TASK INPUT
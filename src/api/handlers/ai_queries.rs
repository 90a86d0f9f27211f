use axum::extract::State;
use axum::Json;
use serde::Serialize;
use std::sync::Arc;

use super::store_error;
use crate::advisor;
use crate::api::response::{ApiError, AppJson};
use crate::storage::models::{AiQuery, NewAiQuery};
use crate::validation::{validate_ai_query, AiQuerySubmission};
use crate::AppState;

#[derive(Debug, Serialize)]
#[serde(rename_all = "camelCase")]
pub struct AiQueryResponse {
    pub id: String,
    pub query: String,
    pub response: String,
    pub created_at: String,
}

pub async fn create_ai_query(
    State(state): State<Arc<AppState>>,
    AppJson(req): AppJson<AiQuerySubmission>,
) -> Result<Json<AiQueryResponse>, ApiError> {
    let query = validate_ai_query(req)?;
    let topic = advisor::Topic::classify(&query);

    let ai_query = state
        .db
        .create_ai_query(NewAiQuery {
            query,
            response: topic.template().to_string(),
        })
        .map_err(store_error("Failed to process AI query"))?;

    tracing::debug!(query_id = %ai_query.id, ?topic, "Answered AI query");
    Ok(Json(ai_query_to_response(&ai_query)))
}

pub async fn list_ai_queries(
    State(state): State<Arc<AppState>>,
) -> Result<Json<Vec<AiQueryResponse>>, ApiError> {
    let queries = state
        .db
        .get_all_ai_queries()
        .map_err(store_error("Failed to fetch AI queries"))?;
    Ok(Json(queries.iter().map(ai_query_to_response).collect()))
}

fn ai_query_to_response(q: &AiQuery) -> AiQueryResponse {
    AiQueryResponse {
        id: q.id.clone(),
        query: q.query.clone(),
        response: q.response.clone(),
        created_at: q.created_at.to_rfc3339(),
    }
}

WHAT THIS TASK INVOLVES
Print the first line of the records above and each line after it, exactly, through the line with "let query = validate_ai_query(req)?;".

REPLY
filename src/api/handlers/ai_queries.rs
repository 90a86d0f9f27211f
use axum::extract::State;
use axum::Json;
use serde::Serialize;
use std::sync::Arc;

use super::store_error;
use crate::advisor;
use crate::api::response::{ApiError, AppJson};
use crate::storage::models::{AiQuery, NewAiQuery};
use crate::validation::{validate_ai_query, AiQuerySubmission};
use crate::AppState;

#[derive(Debug, Serialize)]
#[serde(rename_all = "camelCase")]
pub struct AiQueryResponse {
    pub id: String,
    pub query: String,
    pub response: String,
    pub created_at: String,
}

pub async fn create_ai_query(
    State(state): State<Arc<AppState>>,
    AppJson(req): AppJson<AiQuerySubmission>,
) -> Result<Json<AiQueryResponse>, ApiError> {
    let query = validate_ai_query(req)?;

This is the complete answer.